Markus: Hollywood could not do The Plasmatics justice. I don’t feel like anything we’ve done is controversial at all. I’m not afraid to tackle any subject. It’s just the history of Rock and Roll. It’s beautiful and ugly. We are sharing it as best and honestly as we can. I’m good with uncomfortable. It is history, and it should make us feel uncomfortable. Many shitty things and criminal things have happened in the history of rock and roll. Those are just facts. Some of them really suck and are really awful. Some are amazing and magical. We as people learn better when we are learning uncomfortably. We are also less likely to make past mistakes when we learn the uncomfortable truths of any history.

Do you think your environment, where you live, has an effect on the type of art you create?

Ray: Yes, if you consider our audio creations art, and we do, I think we have great local connections, but our global scope causes us to think wider overall. It’s great to see the podcast impacting all over, really, after almost five years of “excavating.”

Markus: Yes, of course. Being in a city like Philadelphia where there are so many talented artists of all kinds is inspiring. Philadelphia has an extremely rich history. I am so so so very lucky to have met many great musicians and artists of all types in the 21 years I’ve been here. I’ve interviewed hundreds and hundreds of artists. I’ve watched super rock star pros in the media do their magic in the studio, and live in person. I’ve seen thousands of live shows and had fascinating conversations with artists from everywhere. I am inspired by life that happens around me. We can learn so much by talking to people around us.

In your opinion, what do you think is the best album of each decade, from the ‘50s to now?
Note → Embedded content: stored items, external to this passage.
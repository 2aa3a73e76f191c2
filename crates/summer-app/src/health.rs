//! Structured health reporting for application lifecycle events.

use std::net::SocketAddr;
use std::sync::Arc;

use summer_config::Config;

use crate::bootstrap::BootstrapError;

const HEALTH_TARGET: &str = concat!(env!("CARGO_PKG_NAME"), "::health");

/// Observer of lifecycle events, for telemetry sinks.
pub trait HealthReporter: Send + Sync {
    /// Invoked before configuration loading begins.
    fn bootstrap_starting(&self);

    /// Invoked once the container is refreshed and the server is listening.
    fn bootstrap_succeeded(&self, config: &Config);

    /// Invoked when bootstrap fails.
    fn bootstrap_failed(&self, error: &BootstrapError);

    /// Invoked when the dispatch server accepts connections.
    fn server_listening(&self, address: SocketAddr);

    /// Invoked after the server stopped and the container closed.
    fn server_stopped(&self, address: SocketAddr);
}

impl<T> HealthReporter for Arc<T>
where
    T: HealthReporter,
{
    fn bootstrap_starting(&self) {
        (**self).bootstrap_starting();
    }

    fn bootstrap_succeeded(&self, config: &Config) {
        (**self).bootstrap_succeeded(config);
    }

    fn bootstrap_failed(&self, error: &BootstrapError) {
        (**self).bootstrap_failed(error);
    }

    fn server_listening(&self, address: SocketAddr) {
        (**self).server_listening(address);
    }

    fn server_stopped(&self, address: SocketAddr) {
        (**self).server_stopped(address);
    }
}

/// Default reporter that records lifecycle events using `tracing`.
#[derive(Debug, Default, Clone, Copy)]
pub struct StructuredHealthReporter;

impl StructuredHealthReporter {
    /// Builds a new reporter.
    #[must_use]
    pub fn new() -> Self {
        Self
    }
}

impl HealthReporter for StructuredHealthReporter {
    fn bootstrap_starting(&self) {
        tracing::info!(
            target: HEALTH_TARGET,
            event = "bootstrap_starting",
            "starting application bootstrap"
        );
    }

    fn bootstrap_succeeded(&self, config: &Config) {
        tracing::info!(
            target: HEALTH_TARGET,
            event = "bootstrap_succeeded",
            host = config.host(),
            port = config.port(),
            log_filter = %config.log_filter(),
            log_format = %config.log_format(),
            "application bootstrap completed"
        );
    }

    fn bootstrap_failed(&self, error: &BootstrapError) {
        tracing::error!(
            target: HEALTH_TARGET,
            event = "bootstrap_failed",
            error = %error,
            "application bootstrap failed"
        );
    }

    fn server_listening(&self, address: SocketAddr) {
        tracing::info!(
            target: HEALTH_TARGET,
            event = "server_listening",
            address = %address,
            "dispatch server listening"
        );
    }

    fn server_stopped(&self, address: SocketAddr) {
        tracing::info!(
            target: HEALTH_TARGET,
            event = "server_stopped",
            address = %address,
            "application stopped"
        );
    }
}
//! Error types raised by the component container.

use std::error::Error as StdError;

use thiserror::Error;

/// Boxed error returned by component lifecycle hooks.
pub type HookError = Box<dyn StdError + Send + Sync>;

/// Lifecycle step during which a component hook failed.
#[derive(Debug, Clone, Copy, PartialEq, Eq, strum::Display)]
#[strum(serialize_all = "snake_case")]
pub enum LifecyclePhase {
    /// Running the component's initialization hook.
    Initialization,
    /// Running a post-processor hook before initialization.
    BeforeInitialization,
    /// Running a post-processor hook after initialization.
    AfterInitialization,
    /// Running the component's disposal hook.
    Destruction,
}

/// A disposal hook failure recorded during [`crate::Container::close`].
#[derive(Debug)]
pub struct DisposalFailure {
    /// Name of the component whose disposal hook failed.
    pub name: String,
    /// Error returned by the hook.
    pub source: HookError,
}

/// Errors surfaced while registering, creating or disposing components.
#[derive(Debug, Error)]
pub enum ContainerError {
    /// Two definitions share the same name.
    #[error("duplicate component name detected: {name}")]
    DuplicateName {
        /// The clashing name.
        name: String,
    },
    /// No definition carries the requested name.
    #[error("no component named '{name}' is defined")]
    NotDefined {
        /// The requested name.
        name: String,
    },
    /// No definition is assignable to the requested type.
    #[error("no component of type {type_name} is defined")]
    NoMatchingType {
        /// The requested type.
        type_name: &'static str,
    },
    /// Several definitions are assignable to the requested type.
    #[error(
        "expected a single component of type {type_name} but found {}: {}",
        .candidates.len(),
        .candidates.join(", ")
    )]
    AmbiguousType {
        /// The requested type.
        type_name: &'static str,
        /// Names of every matching definition, in declaration order.
        candidates: Vec<String>,
    },
    /// A component depends on itself, directly or transitively.
    #[error("circular dependency detected while creating '{name}': {}", .chain.join(" -> "))]
    CircularDependency {
        /// The component that was requested while already in construction.
        name: String,
        /// Creation chain, ending with the re-entered component.
        chain: Vec<String>,
    },
    /// No constructor can be selected for a directly constructed component.
    #[error("no suitable constructor for {type_name}: {reason}")]
    NoSuitableConstructor {
        /// The component type.
        type_name: &'static str,
        /// Why selection failed.
        reason: &'static str,
    },
    /// A scope string names neither `singleton` nor `prototype`.
    #[error("unsupported scope: {value}")]
    UnsupportedScope {
        /// The declared scope value.
        value: String,
    },
    /// A named component cannot be viewed as the requested type.
    #[error("component '{name}' is not assignable to {expected}")]
    TypeMismatch {
        /// The component name.
        name: String,
        /// The requested type.
        expected: &'static str,
    },
    /// A fallible constructor or factory method returned an error.
    #[error("failed to construct {type_name}: {source}")]
    Construction {
        /// The component type.
        type_name: &'static str,
        /// Error returned by the constructor.
        #[source]
        source: HookError,
    },
    /// A lifecycle hook returned an error.
    #[error("component '{name}' failed during {phase}: {source}")]
    Lifecycle {
        /// The component name.
        name: String,
        /// The failing lifecycle step.
        phase: LifecyclePhase,
        /// Error returned by the hook.
        #[source]
        source: HookError,
    },
    /// Bootstrap was attempted without a configuration root.
    #[error("at least one configuration root is required")]
    NoConfigurationRoot,
    /// One or more disposal hooks failed while closing the container.
    #[error(
        "{} component(s) failed to dispose: {}",
        .failures.len(),
        .failures.iter().map(|failure| failure.name.as_str()).collect::<Vec<_>>().join(", ")
    )]
    Teardown {
        /// Every disposal failure, in disposal order.
        failures: Vec<DisposalFailure>,
    },
    /// The container has been closed.
    #[error("container is closed")]
    Closed,
}

impl ContainerError {
    pub(crate) fn not_defined(name: impl Into<String>) -> Self {
        Self::NotDefined { name: name.into() }
    }

    pub(crate) fn type_mismatch(name: impl Into<String>, expected: &'static str) -> Self {
        Self::TypeMismatch {
            name: name.into(),
            expected,
        }
    }

    pub(crate) fn lifecycle(name: &str, phase: LifecyclePhase, source: HookError) -> Self {
        Self::Lifecycle {
            name: name.to_owned(),
            phase,
            source,
        }
    }
}
//! Hand-written JSON codec for the Summer runtime.
//!
//! The codec works over a small dynamically typed value tree ([`Value`]) and
//! keeps the distinction between integers and floating-point numbers through
//! a parse/serialize round trip: `7` stays `7` and `7.0` stays `7.0`. Objects
//! preserve key insertion order.
//!
//! Structured Rust values take part in serialization through [`ToJson`]. The
//! [`impl_to_json!`] macro derives it for plain structs by listing their
//! members, which replaces runtime field reflection with an explicit mapping.
//!
//! ```ignore
//! use summer_json::{impl_to_json, to_string, ToJson};
//!
//! struct Point { x: i64, y: i64 }
//! impl_to_json!(Point { x, y });
//!
//! assert_eq!(to_string(&Point { x: 1, y: 2 }.to_json()), r#"{"x":1,"y":2}"#);
//! ```

mod parser;
mod value;
mod writer;

pub use parser::{MAX_DEPTH, ParseError, parse};
pub use value::{Map, Value};
pub use writer::{ToJson, to_string, write_value};

/// Implements [`ToJson`] for a struct by listing its members.
///
/// Each listed member is rendered under its declared name, in the listed order.
#[macro_export]
macro_rules! impl_to_json {
    ($ty:ty { $($field:ident),* $(,)? }) => {
        impl $crate::ToJson for $ty {
            fn to_json(&self) -> $crate::Value {
                let mut map = $crate::Map::new();
                $(map.insert(stringify!($field), $crate::ToJson::to_json(&self.$field));)*
                $crate::Value::Object(map)
            }
        }
    };
}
Ray: I have no “best of” anything, that just causes division. My varied taste within each decade and overall makes it near impossible to pick one. It becomes an impossible question for me to answer. Too much from all eras and genres, all arriving in my life at varied times. And still, we are discovering music.
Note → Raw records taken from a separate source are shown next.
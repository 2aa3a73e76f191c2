//! Application bootstrap orchestration.
//!
//! Bootstrap loads configuration, installs telemetry, builds the container
//! from an [`Application`]'s configuration roots, collects the route table
//! and starts the dispatch server. [`RunningApplication::stop`] undoes the
//! last two steps in reverse: server first, then the container.

use std::net::SocketAddr;
use std::sync::Arc;

use summer_config::{Config, ConfigError};
use summer_container::{ConfigurationRoot, Container, ContainerError, TypeCatalog};
use summer_web::{DispatchServer, ListenerError, Router, RouterError, ServerHandle};
use thiserror::Error;
use tracing::warn;

use crate::health::HealthReporter;
use crate::shutdown::{ShutdownError, ShutdownSignal};
use crate::telemetry::{self, TelemetryError, TelemetryHandle};

const BOOTSTRAP_TARGET: &str = concat!(env!("CARGO_PKG_NAME"), "::bootstrap");

/// Trait abstracting configuration loading for testability.
pub trait ConfigLoader: Send + Sync {
    /// Loads the application configuration.
    ///
    /// # Errors
    ///
    /// Returns [`ConfigError`] when a source is unreadable or invalid.
    fn load(&self) -> Result<Config, ConfigError>;
}

/// Loader that delegates to [`Config::load`].
#[derive(Debug, Default, Clone, Copy)]
pub struct SystemConfigLoader;

impl ConfigLoader for SystemConfigLoader {
    fn load(&self) -> Result<Config, ConfigError> {
        Config::load()
    }
}

/// Loader returning a configuration resolved ahead of time.
#[derive(Debug, Clone)]
pub struct StaticConfigLoader {
    config: Config,
}

impl StaticConfigLoader {
    /// Wraps `config`.
    #[must_use]
    pub fn new(config: Config) -> Self {
        Self { config }
    }
}

impl ConfigLoader for StaticConfigLoader {
    fn load(&self) -> Result<Config, ConfigError> {
        Ok(self.config.clone())
    }
}

/// The component graph an application is built from.
#[derive(Debug)]
pub struct Application {
    catalog: TypeCatalog,
    roots: Vec<ConfigurationRoot>,
}

impl Application {
    /// Starts an application whose roots scan `catalog`.
    #[must_use]
    pub fn new(catalog: TypeCatalog) -> Self {
        Self {
            catalog,
            roots: Vec::new(),
        }
    }

    /// Adds a configuration root.
    #[must_use]
    pub fn root(mut self, root: ConfigurationRoot) -> Self {
        self.roots.push(root);
        self
    }
}

/// Errors surfaced during bootstrap.
#[derive(Debug, Error)]
pub enum BootstrapError {
    /// Configuration failed to load.
    #[error("failed to load configuration: {source}")]
    Configuration {
        /// Underlying loader error.
        #[source]
        source: ConfigError,
    },
    /// Telemetry initialisation failed.
    #[error("failed to initialise telemetry: {source}")]
    Telemetry {
        /// Underlying telemetry error.
        #[source]
        source: TelemetryError,
    },
    /// The component graph could not be built.
    #[error("failed to build the component container: {source}")]
    Container {
        /// Underlying container error.
        #[source]
        source: ContainerError,
    },
    /// A controller declared an illegal route.
    #[error("failed to build the route table: {source}")]
    Routing {
        /// Underlying router error.
        #[source]
        source: RouterError,
    },
    /// The dispatch server could not bind or start.
    #[error("failed to start the dispatch server: {source}")]
    Server {
        /// Underlying listener error.
        #[source]
        source: ListenerError,
    },
}

/// Errors surfaced while stopping a running application.
#[derive(Debug, Error)]
pub enum StopError {
    /// The accept thread did not stop cleanly.
    #[error("failed to stop the dispatch server: {source}")]
    Server {
        /// Underlying listener error.
        #[source]
        source: ListenerError,
    },
    /// One or more components failed to dispose.
    #[error("failed to close the component container: {source}")]
    Container {
        /// Underlying container error.
        #[source]
        source: ContainerError,
    },
}

/// Errors surfaced by [`run`].
#[derive(Debug, Error)]
pub enum RunError {
    /// Bootstrap failed.
    #[error(transparent)]
    Bootstrap(#[from] BootstrapError),
    /// Waiting for the shutdown signal failed.
    #[error(transparent)]
    Shutdown(#[from] ShutdownError),
    /// Graceful stop failed.
    #[error(transparent)]
    Stop(#[from] StopError),
}

/// Result of a successful bootstrap: a refreshed container and a listening
/// server.
pub struct RunningApplication {
    config: Config,
    local_addr: SocketAddr,
    server: Option<ServerHandle>,
    container: Container,
    telemetry: TelemetryHandle,
    reporter: Arc<dyn HealthReporter>,
}

impl RunningApplication {
    /// Accessor for the resolved configuration.
    #[must_use]
    pub const fn config(&self) -> &Config {
        &self.config
    }

    /// The address the server accepts connections on.
    #[must_use]
    pub const fn local_addr(&self) -> SocketAddr {
        self.local_addr
    }

    /// The application's container, for resolving components directly.
    pub const fn container_mut(&mut self) -> &mut Container {
        &mut self.container
    }

    /// Accessor for the telemetry handle, primarily useful for testing.
    #[must_use]
    pub const fn telemetry(&self) -> TelemetryHandle {
        self.telemetry
    }

    /// Stops the server, then closes the container.
    ///
    /// # Errors
    ///
    /// Returns the server failure if there was one, otherwise the container
    /// teardown failure. The container is closed in either case.
    pub fn stop(mut self) -> Result<(), StopError> {
        self.stop_inner()
    }

    fn stop_inner(&mut self) -> Result<(), StopError> {
        let Some(server) = self.server.take() else {
            return Ok(());
        };
        let stopped = server
            .stop()
            .map_err(|source| StopError::Server { source });
        let closed = self
            .container
            .close()
            .map_err(|source| StopError::Container { source });
        self.reporter.server_stopped(self.local_addr);
        match (stopped, closed) {
            (Err(error), Err(close_error)) => {
                warn!(target: BOOTSTRAP_TARGET, error = %close_error, "container teardown failed");
                Err(error)
            }
            (Err(error), Ok(())) | (Ok(()), Err(error)) => Err(error),
            (Ok(()), Ok(())) => Ok(()),
        }
    }
}

impl Drop for RunningApplication {
    fn drop(&mut self) {
        if let Err(error) = self.stop_inner() {
            warn!(target: BOOTSTRAP_TARGET, %error, "application did not stop cleanly");
        }
    }
}

/// Bootstraps `application` using the supplied collaborators.
///
/// # Errors
///
/// Returns [`BootstrapError`] for the first step that fails; the reporter
/// sees the same error.
pub fn bootstrap_with(
    loader: &dyn ConfigLoader,
    reporter: Arc<dyn HealthReporter>,
    application: Application,
) -> Result<RunningApplication, BootstrapError> {
    reporter.bootstrap_starting();
    match start(loader, &reporter, application) {
        Ok(running) => {
            reporter.bootstrap_succeeded(&running.config);
            reporter.server_listening(running.local_addr);
            Ok(running)
        }
        Err(error) => {
            reporter.bootstrap_failed(&error);
            Err(error)
        }
    }
}

fn start(
    loader: &dyn ConfigLoader,
    reporter: &Arc<dyn HealthReporter>,
    application: Application,
) -> Result<RunningApplication, BootstrapError> {
    let config = loader
        .load()
        .map_err(|source| BootstrapError::Configuration { source })?;
    let telemetry =
        telemetry::initialise(&config).map_err(|source| BootstrapError::Telemetry { source })?;
    let mut container = Container::bootstrap(&application.catalog, application.roots)
        .map_err(|source| BootstrapError::Container { source })?;

    let server = match serve(&config, &mut container) {
        Ok(server) => server,
        Err(error) => {
            if let Err(close_error) = container.close() {
                warn!(target: BOOTSTRAP_TARGET, error = %close_error, "container teardown failed");
            }
            return Err(error);
        }
    };

    Ok(RunningApplication {
        local_addr: server.local_addr(),
        config,
        server: Some(server),
        container,
        telemetry,
        reporter: Arc::clone(reporter),
    })
}

fn serve(config: &Config, container: &mut Container) -> Result<ServerHandle, BootstrapError> {
    let router =
        Router::build_from(container).map_err(|source| BootstrapError::Routing { source })?;
    DispatchServer::bind(config.host(), config.port(), Arc::new(router), *config.tuning())
        .and_then(DispatchServer::start)
        .map_err(|source| BootstrapError::Server { source })
}

/// Bootstraps `application`, blocks until `shutdown` fires, then stops it.
///
/// # Errors
///
/// Returns [`RunError`] when bootstrap, signal handling or stop fails. A
/// failed signal wait still stops the application.
pub fn run(
    loader: &dyn ConfigLoader,
    reporter: Arc<dyn HealthReporter>,
    application: Application,
    shutdown: &dyn ShutdownSignal,
) -> Result<(), RunError> {
    let running = bootstrap_with(loader, reporter, application)?;
    let waited = shutdown.wait();
    running.stop()?;
    waited.map_err(RunError::from)
}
Markus: I will amend this by saying my favorite. I can’t pick a best. No such thing to me.

  • 1950s: Kinda Blue by Miles Davis
  • 1960s: Are You Experienced? by Jimi Hendrix, Magical Mystery Tour by The Beatles, and Led Zeppelin I.
  • 1970s: Songs In The Key of Life by Stevie Wonder, Cheap Trick at Budokan, What’s Goin’ On? by Marvin Gaye, The Rise and Fall of Ziggy Stardust and The Spiders from Mars by Bowie.
  • 1980s: Vivid by Living Colour, Wha’ppen by The English Beat, Diamond Life by Sade, Boy by U2.
  • 1990s: Dusk by The The, Badmotorfinger by Soundgarden, and Cure For Pain by Morphine
  • 2000s: Language, Sex, Violence, Other? by Stereophonics, and “Dog Days are Over”by Florence & The Machine.
  • 2010s: Feral Roots by Rival Sons, Give The People What They Want by Sharon Jones And The Dap Kings, Graffiti on The Train by Stereophonics.
  • 2020s: Tie between Darkfighter by Rival Sons that will be out June 2nd, and Jack White’s Fear of The Dawn.

What do you think popular culture will be like in ten years?

Ray: Moving forward, like anytime in the modern era, but culture will be different, more global in focus, I think. I hope more inclusive views, holding onto what’s been gained. But change is the main thing to expect, along with the unexpected

Markus: FAKE and totally lost in AI. Pop culture will be much grosser than it is today.

What other things would you like to explore as a podcast?

Ray: There are a handful of things we’ve tried to foster for others, and a couple of our own ideas, too. I’d say follow us on Facebook and Twitter to keep up with that.

Markus: I want to keep finding missing pieces of the Rock and Roll Family Tree and sharing that information with people. I want us to find new information that hasn’t been shared before. I also want to Write fiction podcasts.

What projects are you working on now?

Ray: We’ve just completed a fantastic episode run that started just before Punk Rock Month in April, through our 3rd annual PRM, and into May with episodes about Peter Gabriel, The Police, Janis Joplin, and The Bridge To The ‘90s! We have tons of Bent News each Friday, and new episodes on Mondays!


It keeps us busy!

Markus: A few new episodes for Imbalanced History of Rock and Roll. Producing a wonderful accessibility podcast called Article 19. We have a few ideas for future podcasts, etc.